Enfim, começa a ser puxado o fio para solucionar o assassinato da vereadora

Entre as múltiplas estórias contadas pela mitologia grega existe uma bastante singular: o mito do fio de Ariadne. Contavam os antigos gregos que Teseu, filho de Egeu, rei dos atenienses, e de Etra, se dirigiu a ilha de Creta, governada pelo rei Minos, com o objetivo de libertar Atenas da obrigação de periodicamente enviar jovens para serem devorados pelo Minotauro. O monstro, metade touro, metade homem, habitava um labirinto construído pelo notável arquiteto Dédalo.

Chegando em Creta, Teseu conheceu Ariadne, filha do rei Minos. Teseu e Ariadne acabam se apaixonando. Temendo pela vida do amado, Ariadne lhe dá uma espada e um fio. Com a espada, Teseu poderia derrotar o monstro, com o fio, encontrar o caminho de volta. E assim aconteceu. Teseu derrotou o Minotauro, saiu do labirinto e libertou Atenas da obrigação de sacrificar seus jovens.

Você deve estar se perguntando: que relação pode existir entre o mito do Fio Ariadne e o caso Marielle Franco? Onde está a analogia? Pois bem. É muito comum os criminologistas compararem os processos investigativos com o desenrolar de um fio. Isso ocorre porque em ambos os casos o puxar de um fio ou de uma prova consistente pode levar a solução do problema. No caso da criminologia, o desvendar do próprio crime.

Nas últimas semanas, a Polícia Federal e o Ministério Público parecem ter encontrado o fio para definitivamente se chegar à resolução do assassinato da vereadora Marielle Franco e do motorista Anderson Gomes. O depoimento em delação premiada do ex-PM Élcio de Queiroz foi revelador. Nele, o ex-sargento, expulso da PM do RJ em 2015, assumiu sua participação como motorista do veículo utilizado no atentado contra a vereadora.

Élcio de Queiroz revelou também que os disparos foram feitos pelo ex-policial reformado, Ronnie Lessa. Por fim, pelo menos daquilo que foi tornado público da delação, Élcio ainda afirmou que o ex-bombeiro Maxwell Simões, o Suel, era o responsável por realizar campanas para monitorar a rotina da vereadora. À Suel coube também “dar cabo” ao veículo e as armas utilizadas no assassinato.

Para além do conteúdo do depoimento de Élcio de Queiroz, outras questões de fundo chamam atenção no caso. Em pouco mais de seis meses, a Polícia Federal conseguiu descobrir o que a Polícia Civil do Rio de Janeiro não conseguiu em cinco anos. Tal fato indica que as relações entre os crimes da milícia e os agentes do Estado do Rio de Janeiro talvez sejam mais complexas do que se imagina.

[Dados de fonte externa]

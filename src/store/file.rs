// src/store/file.rs

//! CSV-file persistence, laid out next to the station executable:
//!
//! * `config.csv` - `key,value` rows
//! * `data.csv` - `OK,0005` / `NG,0002` / `Total,0007` / `Date,2026-10-17`
//! * `data/adc_data_YYYY-MM-DD.csv` - one journal row per tested unit

use super::{CounterRecord, ResultEntry, StationStore};
use crate::common::{ConfigMap, Counters};
use chrono::NaiveDate;
use log::{debug, warn};
use std::fs::{self, File, OpenOptions};
use std::io;
use std::path::{Path, PathBuf};
use std::string::{String, ToString};
use std::vec::Vec;
use std::{format, vec};

const CONFIG_FILE: &str = "config.csv";
const COUNTER_FILE: &str = "data.csv";
const JOURNAL_DIR: &str = "data";
const DATE_FORMAT: &str = "%Y-%m-%d";
const TIME_FORMAT: &str = "%H:%M:%S";

/// Column headers of the daily result journal.
pub const JOURNAL_HEADER: [&str; 6] = ["No.", "Date", "Time", "ADC Value", "Status", "S/N"];

/// Errors from the file-backed store.
#[derive(Debug, thiserror::Error)]
pub enum StoreError {
    #[error("I/O error: {0}")]
    Io(#[from] io::Error),

    #[error("CSV error: {0}")]
    Csv(#[from] csv::Error),

    /// A counter row could not be interpreted.
    #[error("invalid counter record at line {line}: {reason}")]
    InvalidRecord { line: u64, reason: &'static str },
}

/// Station state kept as CSV files under one directory.
#[derive(Debug, Clone)]
pub struct FileStore {
    root: PathBuf,
}

impl FileStore {
    pub fn new(root: impl Into<PathBuf>) -> Self {
        FileStore { root: root.into() }
    }

    pub fn root(&self) -> &Path {
        &self.root
    }

    pub fn config_path(&self) -> PathBuf {
        self.root.join(CONFIG_FILE)
    }

    pub fn counter_path(&self) -> PathBuf {
        self.root.join(COUNTER_FILE)
    }

    /// Journal file for `date`.
    pub fn journal_path(&self, date: NaiveDate) -> PathBuf {
        self.root
            .join(JOURNAL_DIR)
            .join(format!("adc_data_{}.csv", date.format(DATE_FORMAT)))
    }

    fn write_config(&self, config: &ConfigMap) -> Result<(), StoreError> {
        write_atomically(&self.config_path(), |wtr| {
            for (key, value) in config.iter() {
                wtr.write_record([key, value])?;
            }
            Ok(())
        })
    }
}

impl StationStore for FileStore {
    type Error = StoreError;

    fn read_counter_record(&mut self) -> Result<Option<CounterRecord>, Self::Error> {
        let Some(mut rdr) = open_reader(&self.counter_path())? else {
            return Ok(None);
        };

        let (mut ok, mut ng, mut total, mut date) = (None, None, None, None);
        for result in rdr.records() {
            let record = result?;
            let line = record.position().map_or(0, |p| p.line());
            let (Some(key), Some(value)) = (record.get(0), record.get(1)) else {
                continue;
            };
            let value = value.trim();
            match key.trim() {
                "OK" => ok = Some(parse_count(value, line)?),
                "NG" => ng = Some(parse_count(value, line)?),
                "Total" => total = Some(parse_count(value, line)?),
                "Date" => {
                    date = Some(NaiveDate::parse_from_str(value, DATE_FORMAT).map_err(|_| {
                        StoreError::InvalidRecord { line, reason: "date is not YYYY-MM-DD" }
                    })?)
                }
                other => debug!("Ignoring counter row {:?}", other),
            }
        }

        let counters = Counters::new(ok.unwrap_or(0), ng.unwrap_or(0));
        if total.is_some_and(|t| t != counters.total()) {
            warn!(
                "Stored total {:?} does not match OK+NG {}; using OK+NG",
                total,
                counters.total()
            );
        }
        Ok(Some(CounterRecord { counters, date }))
    }

    fn write_counter_record(&mut self, record: &CounterRecord) -> Result<(), Self::Error> {
        let c = record.counters;
        write_atomically(&self.counter_path(), |wtr| {
            wtr.write_record(["OK", format!("{:04}", c.ok()).as_str()])?;
            wtr.write_record(["NG", format!("{:04}", c.ng()).as_str()])?;
            wtr.write_record(["Total", format!("{:04}", c.total()).as_str()])?;
            if let Some(date) = record.date {
                wtr.write_record(["Date", date.format(DATE_FORMAT).to_string().as_str()])?;
            }
            Ok(())
        })
    }

    fn read_config(&mut self) -> Result<ConfigMap, Self::Error> {
        let Some(mut rdr) = open_reader(&self.config_path())? else {
            return Ok(ConfigMap::new());
        };
        let mut rows = Vec::new();
        for result in rdr.records() {
            rows.push(result?);
        }
        Ok(ConfigMap::from_rows(rows.iter()))
    }

    fn upsert_config_value(&mut self, key: &str, value: &str) -> Result<(), Self::Error> {
        let mut config = self.read_config()?;
        config.upsert(key, value);
        self.write_config(&config)
    }

    fn append_result(&mut self, entry: &ResultEntry<'_>) -> Result<(), Self::Error> {
        let date = entry.timestamp.date();
        let path = self.journal_path(date);
        if let Some(dir) = path.parent() {
            fs::create_dir_all(dir)?;
        }

        let existing = read_journal_rows(&path)?;
        let mut row_count = existing.as_ref().map_or(0, |j| j.rows.len());
        if let Some(journal) = existing.filter(|j| !j.header_ok) {
            debug!("Upgrading journal header in {}", path.display());
            let rows = upgrade_rows(journal.rows, date);
            row_count = rows.len();
            write_atomically(&path, |wtr| {
                wtr.write_record(JOURNAL_HEADER)?;
                for row in &rows {
                    wtr.write_record(row)?;
                }
                Ok(())
            })?;
        }

        let write_header = fs::metadata(&path).map_or(true, |m| m.len() == 0);
        let file = OpenOptions::new().create(true).append(true).open(&path)?;
        let mut wtr = csv::WriterBuilder::new().flexible(true).from_writer(file);
        if write_header {
            wtr.write_record(JOURNAL_HEADER)?;
        }
        wtr.write_record([
            (row_count + 1).to_string(),
            date.format(DATE_FORMAT).to_string(),
            entry.timestamp.format(TIME_FORMAT).to_string(),
            entry.adc_reading.unwrap_or_default().to_string(),
            entry.status.as_str().to_string(),
            entry.serial.unwrap_or_default().to_string(),
        ])?;
        wtr.flush()?;
        Ok(())
    }
}

// --- Internal helpers ---

fn open_reader(path: &Path) -> Result<Option<csv::Reader<File>>, StoreError> {
    match File::open(path) {
        Ok(file) => Ok(Some(
            csv::ReaderBuilder::new()
                .has_headers(false)
                .flexible(true)
                .from_reader(file),
        )),
        Err(e) if e.kind() == io::ErrorKind::NotFound => Ok(None),
        Err(e) => Err(e.into()),
    }
}

fn parse_count(value: &str, line: u64) -> Result<u32, StoreError> {
    value
        .parse()
        .map_err(|_| StoreError::InvalidRecord { line, reason: "count is not a number" })
}

/// Writes through a sibling temp file and renames it over `path`, so readers never
/// observe a half-written file.
fn write_atomically<F>(path: &Path, fill: F) -> Result<(), StoreError>
where
    F: FnOnce(&mut csv::Writer<File>) -> Result<(), csv::Error>,
{
    let mut tmp_name = path.file_name().unwrap_or_default().to_os_string();
    tmp_name.push(".tmp");
    let tmp_path = path.with_file_name(tmp_name);

    let file = File::create(&tmp_path)?;
    let mut wtr = csv::WriterBuilder::new().flexible(true).from_writer(file);
    fill(&mut wtr)?;
    let file = wtr.into_inner().map_err(|e| StoreError::Io(e.into_error()))?;
    file.sync_all()?;
    drop(file);
    fs::rename(&tmp_path, path)?;
    Ok(())
}

struct JournalRows {
    header_ok: bool,
    rows: Vec<Vec<String>>,
}

fn read_journal_rows(path: &Path) -> Result<Option<JournalRows>, StoreError> {
    let Some(mut rdr) = open_reader(path)? else {
        return Ok(None);
    };
    let mut records = rdr.records();
    let header_ok = match records.next() {
        Some(header) => {
            let header = header?;
            header.len() == JOURNAL_HEADER.len()
                && header
                    .iter()
                    .zip(JOURNAL_HEADER)
                    .all(|(h, want)| h.trim().eq_ignore_ascii_case(want))
        }
        // Empty file: a header is written with the first row
        None => true,
    };
    let mut rows = Vec::new();
    for record in records {
        let record = record?;
        if record.iter().all(|f| f.trim().is_empty()) {
            continue;
        }
        rows.push(record.iter().map(ToString::to_string).collect());
    }
    Ok(Some(JournalRows { header_ok, rows }))
}

/// Maps rows written by older station versions onto the six journal columns.
///
/// Four columns (`No., Time, ADC Value, Result`) gain the file's date and an empty S/N;
/// five columns gain an empty S/N; anything else is padded or cut to six.
fn upgrade_rows(rows: Vec<Vec<String>>, date: NaiveDate) -> Vec<Vec<String>> {
    let date = date.format(DATE_FORMAT).to_string();
    rows.into_iter()
        .map(|mut row| match row.len() {
            4 => vec![
                row[0].clone(),
                date.clone(),
                row[1].clone(),
                row[2].clone(),
                row[3].clone(),
                String::new(),
            ],
            _ => {
                row.resize(JOURNAL_HEADER.len(), String::new());
                row
            }
        })
        .collect()
}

O jornalista e pesquisador do Núcleo de Estudos da Violência da USP, Bruno Paes Manso, autor dos livros “A Guerra: a ascensão do PCC e o mundo do crime no Brasil” e “A República das Milícias”, chama atenção para o fato de que por trás do crime organizado há sempre a conivência ou a participação de agentes do Estado. Os patrimônios de Élcio de Queiroz, Ronnie Lessa e Suel, expostos pela imprensa demonstram o quanto essa relação é umbilicalmente forte. Afinal, como pode alguém com a renda de policial militar, em um país onde os agentes de segurança são mal pagos, possuir os bens que eles possuíam? Como pode os órgãos de fiscalização de receita não desconfiarem desta incongruência?

Uma coisa é certa, o caso do assassinato de Marielle Franco e de Anderson Gomes pode ser uma ponta de lança na luta contra o crime organizado e as milícias no Rio de Janeiro. Pode ser o fio de Ariadne que irá ajudar o Brasil no caminho da libertação de milhares de trabalhadores e trabalhadoras, donos de pequenos estabelecimentos, moradores de bairros e periferias, jovens negros e negras que em seu cotidiano são extorquidos e tem suas vidas colocadas em risco em territórios onde a milícia faz a lei.

Até lá algumas perguntas ainda seguem abertas como: quem mandou o vizinho do ex-presidente matar Marielle? Por que alguém mandou o vizinho do ex-presidente matar Marielle? Por que as autoridades responsáveis pela gestão da segurança pública no Rio de Janeiro, quando do assassinato de Marielle e Anderson, permanecem caladas diante das revelações feitas por Élcio de Queiroz? Quando essas perguntas forem respondidas talvez possamos achar a saída do labirinto.         

(*) Leonardo da Rocha Botega, que escreve regularmente no site, é formado em História e mestre em Integração Latino-Americana pela UFSM, Doutor em História pela UFRGS e Professor do Colégio Politécnico da UFSM. É também autor do livro “Quando a independência faz a união: Brasil, Argentina e a Questão Cubana (1959-1964).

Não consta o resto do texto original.